__Problem requirements__:
Check each line of the data below for the string "ResolveTemplate", then state how many have it and nothing else.

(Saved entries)
####################
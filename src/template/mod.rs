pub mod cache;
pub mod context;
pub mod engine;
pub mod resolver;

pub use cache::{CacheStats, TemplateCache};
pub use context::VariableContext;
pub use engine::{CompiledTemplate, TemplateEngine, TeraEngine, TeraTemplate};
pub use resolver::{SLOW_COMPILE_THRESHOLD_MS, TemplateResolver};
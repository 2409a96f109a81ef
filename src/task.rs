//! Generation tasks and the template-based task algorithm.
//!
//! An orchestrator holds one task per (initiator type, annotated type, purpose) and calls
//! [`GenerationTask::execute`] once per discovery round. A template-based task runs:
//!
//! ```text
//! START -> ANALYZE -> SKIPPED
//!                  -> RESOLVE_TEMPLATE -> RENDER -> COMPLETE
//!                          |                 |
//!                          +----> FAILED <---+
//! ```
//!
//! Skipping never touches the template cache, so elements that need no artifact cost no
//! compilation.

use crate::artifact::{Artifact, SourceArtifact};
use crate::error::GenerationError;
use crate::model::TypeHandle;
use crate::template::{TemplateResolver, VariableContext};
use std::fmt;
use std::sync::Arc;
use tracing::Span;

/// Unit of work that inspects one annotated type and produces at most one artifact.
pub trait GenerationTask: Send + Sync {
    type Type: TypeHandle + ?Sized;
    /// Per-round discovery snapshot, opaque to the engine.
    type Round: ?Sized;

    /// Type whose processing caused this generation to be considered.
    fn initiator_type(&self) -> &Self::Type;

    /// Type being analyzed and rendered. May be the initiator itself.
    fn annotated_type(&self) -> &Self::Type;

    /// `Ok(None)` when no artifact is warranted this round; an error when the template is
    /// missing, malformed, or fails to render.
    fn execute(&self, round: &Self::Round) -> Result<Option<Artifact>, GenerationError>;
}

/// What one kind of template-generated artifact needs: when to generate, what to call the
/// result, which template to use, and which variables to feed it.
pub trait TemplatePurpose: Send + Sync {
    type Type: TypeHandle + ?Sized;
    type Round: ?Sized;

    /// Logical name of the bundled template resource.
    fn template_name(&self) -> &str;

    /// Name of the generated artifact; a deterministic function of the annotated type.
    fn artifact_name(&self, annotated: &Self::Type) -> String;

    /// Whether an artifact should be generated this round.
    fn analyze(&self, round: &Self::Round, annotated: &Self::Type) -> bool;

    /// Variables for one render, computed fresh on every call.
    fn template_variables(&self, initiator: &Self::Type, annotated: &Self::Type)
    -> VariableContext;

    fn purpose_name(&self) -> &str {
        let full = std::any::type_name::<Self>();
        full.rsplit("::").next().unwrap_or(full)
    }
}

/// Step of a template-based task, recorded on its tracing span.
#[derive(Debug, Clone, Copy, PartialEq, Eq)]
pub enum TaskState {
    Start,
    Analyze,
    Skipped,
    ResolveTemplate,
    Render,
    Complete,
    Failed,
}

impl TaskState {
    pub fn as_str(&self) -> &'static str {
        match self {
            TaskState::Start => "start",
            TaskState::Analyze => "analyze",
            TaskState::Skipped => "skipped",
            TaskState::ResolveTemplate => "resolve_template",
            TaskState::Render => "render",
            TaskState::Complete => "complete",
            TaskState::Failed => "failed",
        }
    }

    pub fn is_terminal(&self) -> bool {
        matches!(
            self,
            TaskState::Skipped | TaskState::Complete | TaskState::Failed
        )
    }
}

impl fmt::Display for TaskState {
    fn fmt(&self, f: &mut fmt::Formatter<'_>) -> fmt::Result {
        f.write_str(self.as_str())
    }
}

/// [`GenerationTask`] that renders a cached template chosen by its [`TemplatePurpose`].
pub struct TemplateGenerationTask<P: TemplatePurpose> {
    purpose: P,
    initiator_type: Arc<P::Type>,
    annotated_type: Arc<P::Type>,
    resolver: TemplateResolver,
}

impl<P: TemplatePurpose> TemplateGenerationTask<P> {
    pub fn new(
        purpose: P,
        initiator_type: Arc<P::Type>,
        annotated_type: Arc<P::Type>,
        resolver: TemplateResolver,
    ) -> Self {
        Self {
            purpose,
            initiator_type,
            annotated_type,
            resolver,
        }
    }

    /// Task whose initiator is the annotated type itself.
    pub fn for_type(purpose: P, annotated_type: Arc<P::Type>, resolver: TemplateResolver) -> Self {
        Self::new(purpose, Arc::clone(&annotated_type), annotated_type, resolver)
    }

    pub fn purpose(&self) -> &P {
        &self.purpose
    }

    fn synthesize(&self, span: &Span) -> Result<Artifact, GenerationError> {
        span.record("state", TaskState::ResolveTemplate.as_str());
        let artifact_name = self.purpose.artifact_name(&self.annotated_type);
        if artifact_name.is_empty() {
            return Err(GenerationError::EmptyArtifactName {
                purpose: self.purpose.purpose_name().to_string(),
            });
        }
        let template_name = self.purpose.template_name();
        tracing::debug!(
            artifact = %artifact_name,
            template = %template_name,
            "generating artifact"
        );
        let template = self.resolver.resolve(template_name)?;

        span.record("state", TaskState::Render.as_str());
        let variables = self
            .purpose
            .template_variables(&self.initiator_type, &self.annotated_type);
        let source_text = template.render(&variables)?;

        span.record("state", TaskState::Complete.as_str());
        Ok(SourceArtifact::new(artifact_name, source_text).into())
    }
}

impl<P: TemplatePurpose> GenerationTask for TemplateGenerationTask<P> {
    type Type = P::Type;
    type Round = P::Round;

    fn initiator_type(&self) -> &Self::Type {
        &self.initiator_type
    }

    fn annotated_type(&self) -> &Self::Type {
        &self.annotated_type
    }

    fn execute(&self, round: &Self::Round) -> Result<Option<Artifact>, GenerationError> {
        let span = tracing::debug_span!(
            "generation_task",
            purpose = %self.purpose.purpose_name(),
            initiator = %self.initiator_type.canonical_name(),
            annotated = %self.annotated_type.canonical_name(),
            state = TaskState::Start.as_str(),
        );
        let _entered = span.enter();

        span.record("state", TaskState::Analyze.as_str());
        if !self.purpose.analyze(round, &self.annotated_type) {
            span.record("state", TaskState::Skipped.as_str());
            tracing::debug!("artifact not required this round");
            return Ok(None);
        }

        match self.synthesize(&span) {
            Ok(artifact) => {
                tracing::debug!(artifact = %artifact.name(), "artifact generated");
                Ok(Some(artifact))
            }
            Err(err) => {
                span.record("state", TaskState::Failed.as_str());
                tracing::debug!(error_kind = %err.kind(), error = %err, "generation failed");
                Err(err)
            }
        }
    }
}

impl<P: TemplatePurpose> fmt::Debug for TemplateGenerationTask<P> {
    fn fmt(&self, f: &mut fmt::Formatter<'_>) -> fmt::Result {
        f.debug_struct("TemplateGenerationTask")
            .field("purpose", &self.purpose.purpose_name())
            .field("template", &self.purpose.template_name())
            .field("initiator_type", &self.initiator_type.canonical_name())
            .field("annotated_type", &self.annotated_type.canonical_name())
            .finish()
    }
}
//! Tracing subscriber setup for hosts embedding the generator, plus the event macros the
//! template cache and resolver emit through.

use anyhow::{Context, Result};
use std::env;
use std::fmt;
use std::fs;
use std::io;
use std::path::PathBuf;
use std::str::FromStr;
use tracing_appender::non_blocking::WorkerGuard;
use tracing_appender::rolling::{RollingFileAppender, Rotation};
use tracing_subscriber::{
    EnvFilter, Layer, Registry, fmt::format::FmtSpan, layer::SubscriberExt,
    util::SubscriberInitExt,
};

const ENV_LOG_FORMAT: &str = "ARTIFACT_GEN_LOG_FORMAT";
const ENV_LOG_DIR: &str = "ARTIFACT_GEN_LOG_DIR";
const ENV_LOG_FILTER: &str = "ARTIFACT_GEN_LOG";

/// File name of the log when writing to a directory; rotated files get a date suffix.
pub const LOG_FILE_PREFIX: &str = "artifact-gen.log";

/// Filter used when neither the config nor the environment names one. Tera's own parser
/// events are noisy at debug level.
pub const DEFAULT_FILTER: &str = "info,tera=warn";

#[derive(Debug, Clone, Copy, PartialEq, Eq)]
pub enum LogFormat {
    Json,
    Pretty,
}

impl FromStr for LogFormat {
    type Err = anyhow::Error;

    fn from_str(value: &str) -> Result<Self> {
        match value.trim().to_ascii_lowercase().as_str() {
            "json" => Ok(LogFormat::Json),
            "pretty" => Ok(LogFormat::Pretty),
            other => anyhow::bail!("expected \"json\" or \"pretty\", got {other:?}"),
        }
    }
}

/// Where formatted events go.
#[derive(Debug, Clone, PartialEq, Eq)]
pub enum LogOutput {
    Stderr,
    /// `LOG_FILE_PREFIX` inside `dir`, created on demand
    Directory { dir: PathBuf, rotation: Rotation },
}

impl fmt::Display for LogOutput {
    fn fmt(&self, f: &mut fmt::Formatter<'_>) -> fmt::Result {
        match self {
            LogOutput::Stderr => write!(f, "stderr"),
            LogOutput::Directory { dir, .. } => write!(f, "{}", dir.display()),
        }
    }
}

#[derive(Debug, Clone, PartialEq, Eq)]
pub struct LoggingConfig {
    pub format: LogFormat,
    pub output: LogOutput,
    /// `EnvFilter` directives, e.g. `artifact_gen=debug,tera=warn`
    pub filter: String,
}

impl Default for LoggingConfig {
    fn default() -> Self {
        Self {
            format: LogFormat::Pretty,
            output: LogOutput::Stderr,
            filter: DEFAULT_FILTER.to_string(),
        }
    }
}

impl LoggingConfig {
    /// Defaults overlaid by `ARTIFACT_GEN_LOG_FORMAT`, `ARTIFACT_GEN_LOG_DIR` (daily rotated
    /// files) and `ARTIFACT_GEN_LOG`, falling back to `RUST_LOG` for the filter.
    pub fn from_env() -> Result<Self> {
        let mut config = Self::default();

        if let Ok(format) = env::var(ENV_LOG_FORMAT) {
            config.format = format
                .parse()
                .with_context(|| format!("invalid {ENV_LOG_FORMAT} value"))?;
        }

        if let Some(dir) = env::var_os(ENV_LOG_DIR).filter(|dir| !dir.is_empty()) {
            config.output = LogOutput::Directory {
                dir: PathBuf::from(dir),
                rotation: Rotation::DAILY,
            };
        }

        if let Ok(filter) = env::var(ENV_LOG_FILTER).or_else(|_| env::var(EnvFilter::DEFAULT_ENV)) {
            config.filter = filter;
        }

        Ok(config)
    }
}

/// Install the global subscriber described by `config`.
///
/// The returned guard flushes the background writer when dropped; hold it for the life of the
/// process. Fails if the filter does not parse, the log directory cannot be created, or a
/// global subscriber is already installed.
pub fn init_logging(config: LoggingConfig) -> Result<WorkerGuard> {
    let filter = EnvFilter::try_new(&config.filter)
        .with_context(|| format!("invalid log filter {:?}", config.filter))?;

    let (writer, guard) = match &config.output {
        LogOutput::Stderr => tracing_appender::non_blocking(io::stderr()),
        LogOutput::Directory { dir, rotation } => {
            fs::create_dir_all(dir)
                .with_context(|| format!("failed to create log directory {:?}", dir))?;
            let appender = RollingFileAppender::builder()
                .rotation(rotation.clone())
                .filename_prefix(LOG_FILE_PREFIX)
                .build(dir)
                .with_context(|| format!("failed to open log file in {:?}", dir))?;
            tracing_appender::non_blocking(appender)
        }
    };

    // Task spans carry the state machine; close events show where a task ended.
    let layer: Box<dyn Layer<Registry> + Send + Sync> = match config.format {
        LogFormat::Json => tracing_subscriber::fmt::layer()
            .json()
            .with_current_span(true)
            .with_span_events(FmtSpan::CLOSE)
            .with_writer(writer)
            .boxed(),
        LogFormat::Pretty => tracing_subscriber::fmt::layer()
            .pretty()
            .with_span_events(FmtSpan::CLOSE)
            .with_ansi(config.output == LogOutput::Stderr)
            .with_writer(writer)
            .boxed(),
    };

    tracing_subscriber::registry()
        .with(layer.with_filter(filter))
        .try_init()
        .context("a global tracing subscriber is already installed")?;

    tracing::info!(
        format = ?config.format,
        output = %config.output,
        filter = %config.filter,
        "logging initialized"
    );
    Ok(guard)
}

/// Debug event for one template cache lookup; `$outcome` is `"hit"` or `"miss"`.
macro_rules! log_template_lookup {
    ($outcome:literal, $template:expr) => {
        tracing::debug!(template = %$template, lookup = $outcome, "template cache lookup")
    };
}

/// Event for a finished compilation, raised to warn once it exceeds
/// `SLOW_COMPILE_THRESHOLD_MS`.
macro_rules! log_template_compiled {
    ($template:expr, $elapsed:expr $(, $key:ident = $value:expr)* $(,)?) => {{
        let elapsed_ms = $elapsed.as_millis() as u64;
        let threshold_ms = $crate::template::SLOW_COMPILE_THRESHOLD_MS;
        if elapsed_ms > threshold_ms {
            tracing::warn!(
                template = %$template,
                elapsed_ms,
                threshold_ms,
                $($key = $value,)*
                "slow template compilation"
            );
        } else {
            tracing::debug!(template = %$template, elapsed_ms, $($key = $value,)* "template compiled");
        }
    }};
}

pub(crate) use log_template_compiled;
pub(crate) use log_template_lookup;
####################
__Answer to this problem__:
3